Discover How to Gamble on Craps – Tricks and Schemes: Chips Or Cheques?

[ English ]

Casino employees usually reference chips as "cheques," which has its origins in France. Technically, there is a difference between a cheque and a chip. A cheque is a chip with a value written on it and is always worth the value of the written denomination. Chips, on the other hand, do not have values printed on them and the value is defined by the table. For instance, at a poker table, the casino may value white chips as one dollar and blue chips as 10 dollars; while, in a roulette game, the dealer may define white chips as 25 cents and blue chips at $2. A different example, the cheap red, white, and blue poker chips you buy at Wal-Mart for your weekend poker game are referred to as "chips" due to the fact that they do not have denominations imprinted on them.

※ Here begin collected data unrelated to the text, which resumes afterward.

//! Reconciler Tests
//!
//! Scenario tests for move and compaction batches, plus property checks
//! that every batch keeps containers gapless.

#[cfg(test)]
mod tests {
    use proptest::prelude::*;

    use crate::reconciler::*;
    use crate::domain::{Item, ItemId, ItemKind, Monitor, MonitorType, ScriptType, Trigger};
    use crate::repository::ItemRepository;

    fn trigger(id: &str) -> Item {
        Item::trigger(
            id,
            id,
            Trigger {
                script_type: ScriptType::Shell,
                script_content: "echo".to_string(),
            },
        )
    }

    fn monitor(id: &str) -> Item {
        Item::monitor(id, id, Monitor::new(MonitorType::Api, "http://localhost/health"))
    }

    fn g(id: &str) -> Option<ItemId> {
        Some(ItemId::from(id))
    }

    /// root [T1, G1, T2], G1 [M1]
    fn scenario() -> Vec<Item> {
        vec![
            trigger("T1").placed(None, 0),
            Item::group("G1", "G1").placed(None, 1),
            trigger("T2").placed(None, 2),
            monitor("M1").placed(g("G1"), 0),
        ]
    }

    fn apply(items: &[Item], reconciliation: &Reconciliation) -> ItemRepository {
        let mut repo = ItemRepository::with_items(items.to_vec());
        repo.apply_positions(reconciliation.updates()).unwrap();
        repo
    }

    fn layout(repo: &ItemRepository, container: Option<&ItemId>) -> Vec<(String, u32)> {
        repo.get_items_by_container(container)
            .into_iter()
            .map(|item| (item.id.to_string(), item.position))
            .collect()
    }

    fn pairs(expected: &[(&str, u32)]) -> Vec<(String, u32)> {
        expected.iter().map(|(id, pos)| (id.to_string(), *pos)).collect()
    }

    #[test]
    fn test_trigger_dropped_on_group_goes_to_end() {
        let items = scenario();
        let request = resolve_drop(&items, &ItemId::from("T2"), &DropTarget::Group(ItemId::from("G1"))).unwrap();
        assert_eq!(request, MoveRequest::new(ItemId::from("T2"), g("G1"), 1));

        let result = reconcile(&items, &request).unwrap();
        let repo = apply(&items, &result);
        assert_eq!(layout(&repo, None), pairs(&[("T1", 0), ("G1", 1)]));
        assert_eq!(layout(&repo, g("G1").as_ref()), pairs(&[("M1", 0), ("T2", 1)]));
    }

    #[test]
    fn test_monitor_dragged_out_to_root_area() {
        let items = vec![
            trigger("T1").placed(None, 0),
            Item::group("G1", "G1").placed(None, 1),
            monitor("M1").placed(g("G1"), 0),
        ];
        let request = resolve_drop(&items, &ItemId::from("M1"), &DropTarget::RootArea).unwrap();
        assert_eq!(request.target_index, 2);

        let result = reconcile(&items, &request).unwrap();
        let Reconciliation::Move(batch) = &result else {
            panic!("expected a move");
        };
        assert_eq!(batch.after, Placement::root(2));
        assert_eq!(batch.before, Placement::in_group(ItemId::from("G1"), 0));

        let repo = apply(&items, &result);
        assert_eq!(layout(&repo, None), pairs(&[("T1", 0), ("G1", 1), ("M1", 2)]));
        assert!(repo.get_items_by_container(g("G1").as_ref()).is_empty());
    }

    #[test]
    fn test_reorder_within_root_moves_like_array_move() {
        let items = scenario();
        // T1 dropped on T2: T1 ends up where T2 was
        let request = resolve_drop(&items, &ItemId::from("T1"), &DropTarget::Item(ItemId::from("T2"))).unwrap();
        let repo = apply(&items, &reconcile(&items, &request).unwrap());
        assert_eq!(layout(&repo, None), pairs(&[("G1", 0), ("T2", 1), ("T1", 2)]));

        // T2 dropped on T1: T2 goes first
        let request = resolve_drop(&items, &ItemId::from("T2"), &DropTarget::Item(ItemId::from("T1"))).unwrap();
        let repo = apply(&items, &reconcile(&items, &request).unwrap());
        assert_eq!(layout(&repo, None), pairs(&[("T2", 0), ("T1", 1), ("G1", 2)]));
    }

    #[test]
    fn test_drop_on_item_in_other_container_moves_across() {
        let items = scenario();
        let request = resolve_drop(&items, &ItemId::from("T1"), &DropTarget::Item(ItemId::from("M1"))).unwrap();
        assert_eq!(request, MoveRequest::new(ItemId::from("T1"), g("G1"), 0));

        let repo = apply(&items, &reconcile(&items, &request).unwrap());
        assert_eq!(layout(&repo, None), pairs(&[("G1", 0), ("T2", 1)]));
        assert_eq!(layout(&repo, g("G1").as_ref()), pairs(&[("T1", 0), ("M1", 1)]));
    }

    #[test]
    fn test_group_on_group_reorders_at_root() {
        let items = vec![
            Item::group("G1", "G1").placed(None, 0),
            trigger("T1").placed(None, 1),
            Item::group("G2", "G2").placed(None, 2),
            monitor("M1").placed(g("G2"), 0),
        ];
        let request = resolve_drop(&items, &ItemId::from("G1"), &DropTarget::Group(ItemId::from("G2"))).unwrap();
        assert_eq!(request.target_container, None);

        let repo = apply(&items, &reconcile(&items, &request).unwrap());
        assert_eq!(layout(&repo, None), pairs(&[("T1", 0), ("G2", 1), ("G1", 2)]));
        assert_eq!(layout(&repo, g("G2").as_ref()), pairs(&[("M1", 0)]));
    }

    #[test]
    fn test_group_request_into_group_is_rewritten_at_reconciler() {
        let items = vec![
            Item::group("G1", "G1").placed(None, 0),
            Item::group("G2", "G2").placed(None, 1),
        ];
        let request = MoveRequest::new(ItemId::from("G2"), g("G1"), 5);
        let Reconciliation::Move(batch) = reconcile(&items, &request).unwrap() else {
            panic!("expected a move");
        };
        assert!(batch.updates.iter().all(|u| u.container.is_none()));
        assert_eq!(batch.after, Placement::root(0));
    }

    #[test]
    fn test_group_dropped_on_grouped_item_reorders_relative_to_holder() {
        let items = vec![
            Item::group("G1", "G1").placed(None, 0),
            trigger("T1").placed(None, 1),
            Item::group("G2", "G2").placed(None, 2),
            monitor("M1").placed(g("G1"), 0),
        ];
        let request = resolve_drop(&items, &ItemId::from("G2"), &DropTarget::Item(ItemId::from("M1"))).unwrap();
        assert_eq!(request, MoveRequest::new(ItemId::from("G2"), None, 0));
    }

    #[test]
    fn test_item_target_naming_group_uses_group_rule() {
        let items = scenario();
        let request = resolve_drop(&items, &ItemId::from("T1"), &DropTarget::Item(ItemId::from("G1"))).unwrap();
        assert_eq!(request, MoveRequest::new(ItemId::from("T1"), g("G1"), 1));
    }

    #[test]
    fn test_drop_on_self_is_noop() {
        let items = scenario();
        let request = resolve_drop(&items, &ItemId::from("T2"), &DropTarget::Item(ItemId::from("T2"))).unwrap();
        let result = reconcile(&items, &request).unwrap();
        assert!(result.is_noop());
        assert!(result.updates().is_empty());
    }

    #[test]
    fn test_root_area_drop_of_last_root_item_is_noop() {
        let items = scenario();
        let request = resolve_drop(&items, &ItemId::from("T2"), &DropTarget::RootArea).unwrap();
        assert!(reconcile(&items, &request).unwrap().is_noop());
    }

    #[test]
    fn test_out_of_range_index_clamps() {
        let items = scenario();
        let request = MoveRequest::new(ItemId::from("T1"), None, 99);
        let repo = apply(&items, &reconcile(&items, &request).unwrap());
        assert_eq!(layout(&repo, None), pairs(&[("G1", 0), ("T2", 1), ("T1", 2)]));
    }

    #[test]
    fn test_unknown_item_fails() {
        let items = scenario();
        let err = reconcile(&items, &MoveRequest::new(ItemId::from("nope"), None, 0)).unwrap_err();
        assert_eq!(err, DomainError::ItemNotFound("nope".to_string()));

        let err = resolve_drop(&items, &ItemId::from("T1"), &DropTarget::Item(ItemId::from("ghost"))).unwrap_err();
        assert_eq!(err, DomainError::ItemNotFound("ghost".to_string()));
    }

    #[test]
    fn test_unknown_container_fails() {
        let items = scenario();
        let err = reconcile(&items, &MoveRequest::new(ItemId::from("T1"), g("G9"), 0)).unwrap_err();
        assert_eq!(err, DomainError::ContainerNotFound("G9".to_string()));

        // a trigger id is not a container
        let err = reconcile(&items, &MoveRequest::new(ItemId::from("T1"), g("T2"), 0)).unwrap_err();
        assert_eq!(err, DomainError::ContainerNotFound("T2".to_string()));
    }

    #[test]
    fn test_move_repairs_gaps_left_by_delete() {
        let items = vec![
            trigger("A").placed(None, 0),
            trigger("C").placed(None, 2),
            trigger("D").placed(None, 3),
        ];
        // dropping A at its own index still compacts the container
        let result = reconcile(&items, &MoveRequest::new(ItemId::from("A"), None, 0)).unwrap();
        assert!(!result.is_noop());
        let repo = apply(&items, &result);
        assert!(repo.validate_container(None).is_ok());
    }

    #[test]
    fn test_plan_compaction() {
        let items = vec![
            trigger("A").placed(g("G"), 1),
            trigger("B").placed(g("G"), 4),
            Item::group("G", "G").placed(None, 0),
        ];
        let updates = plan_compaction(&items, g("G").as_ref());
        let positions: Vec<(&str, u32)> = updates.iter().map(|u| (u.id.as_str(), u.position)).collect();
        assert_eq!(positions, vec![("A", 0), ("B", 1)]);
        assert!(updates.iter().all(|u| u.kind == ItemKind::Trigger && u.container == g("G")));

        assert!(plan_compaction(&items, None).is_empty());
    }

    // ========================
    // Property tests
    // ========================

    /// Gapless layout: `groups` groups at root followed by items spread over
    /// root and the groups according to `homes`
    fn build_layout(groups: usize, homes: &[usize], monitors: &[bool]) -> Vec<Item> {
        let mut items = Vec::new();
        let mut next = vec![0u32; groups + 1];

        for index in 0..groups {
            items.push(Item::group(format!("G{}", index), "group").placed(None, next[0]));
            next[0] += 1;
        }
        for (index, home) in homes.iter().enumerate() {
            let slot = home % (groups + 1);
            let container = if slot == 0 { None } else { g(&format!("G{}", slot - 1)) };
            let id = format!("I{}", index);
            let item = if monitors.get(index).copied().unwrap_or(false) {
                monitor(&id)
            } else {
                trigger(&id)
            };
            items.push(item.placed(container, next[slot]));
            next[slot] += 1;
        }
        items
    }

    fn containers(items: &[Item]) -> Vec<Option<ItemId>> {
        let mut list: Vec<Option<ItemId>> = vec![None];
        list.extend(items.iter().filter(|i| i.is_group()).map(|i| Some(i.id.clone())));
        list
    }

    fn assert_gapless(repo: &ItemRepository, items: &[Item]) {
        for container in containers(items) {
            assert!(repo.validate_container(container.as_ref()).is_ok(), "gap in {:?}", container);
        }
    }

    proptest! {
        #[test]
        fn prop_moves_keep_every_container_gapless(
            groups in 0..4usize,
            homes in proptest::collection::vec(0..8usize, 0..12),
            monitors in proptest::collection::vec(any::<bool>(), 12),
            moves in proptest::collection::vec((0..16usize, 0..5usize, 0..16usize), 1..20)
        ) {
            let mut repo = ItemRepository::with_items(build_layout(groups, &homes, &monitors));
            let total = repo.len();
            prop_assume!(total > 0);

            for (dragged, container, index) in moves {
                let items = repo.items().to_vec();
                let dragged = &items[dragged % items.len()];
                let all = containers(&items);
                let target = all[container % all.len()].clone();

                let request = MoveRequest::new(dragged.id.clone(), target, index);
                let result = reconcile(&items, &request).unwrap();
                repo.apply_positions(result.updates()).unwrap();

                assert_gapless(&repo, &items);
                // groups stay at root
                prop_assert!(repo.items().iter().filter(|i| i.is_group()).all(|i| i.container.is_none()));
            }

            // container isolation: every item appears in exactly one view
            let items = repo.items().to_vec();
            let seen: usize = containers(&items)
                .iter()
                .map(|c| {
                    let view = repo.get_items_by_container(c.as_ref());
                    assert!(view.iter().all(|item| &item.container == c));
                    view.len()
                })
                .sum();
            prop_assert_eq!(seen, total);
        }

        #[test]
        fn prop_move_to_current_slot_is_noop(
            groups in 0..4usize,
            homes in proptest::collection::vec(0..8usize, 1..12),
            pick in 0..16usize
        ) {
            let items = build_layout(groups, &homes, &[]);
            let item = &items[pick % items.len()];
            let request = MoveRequest::new(item.id.clone(), item.container.clone(), item.position as usize);

            let result = reconcile(&items, &request).unwrap();
            prop_assert!(result.is_noop());
            prop_assert!(result.updates().is_empty());
        }

        #[test]
        fn prop_cross_container_move_splits_cleanly(
            homes in proptest::collection::vec(0..2usize, 1..10),
            pick in 0..10usize,
            index in 0..12usize
        ) {
            let items = build_layout(1, &homes, &[]);
            let movable: Vec<&Item> = items.iter().filter(|i| !i.is_group()).collect();
            let dragged = movable[pick % movable.len()];
            let target = if dragged.container.is_some() { None } else { g("G0") };

            let result = reconcile(&items, &MoveRequest::new(dragged.id.clone(), target.clone(), index)).unwrap();
            let repo = apply(&items, &result);

            prop_assert_eq!(&repo.get(&dragged.id).unwrap().container, &target);
            prop_assert!(repo.validate_container(None).is_ok());
            prop_assert!(repo.validate_container(g("G0").as_ref()).is_ok());
        }
    }
}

When you plop your cash on the table and hear the croupier say, "Cheque change only," he’s merely informing the boxman that a new competitor wants to change cash for chips, and that the money on the table is not in play. Money plays in many betting houses, so if you place a five dollar bill down on the Pass Line just prior to the shooter tosses the ivories and the dealer doesn’t change your money for chips, your money is "live" and "in play."

In reality, in live craps games, we play with cheques, not chips. Occasionally, an individual will walk up to the the table, drop a one hundred dollar cheque, and inform the croupier, "Cheque change." It’s fun to act like a new player and ask the croupier, "Hey, I’m a beginner to this game, what’s a cheque?" Generally, their crazy responses will entertain you.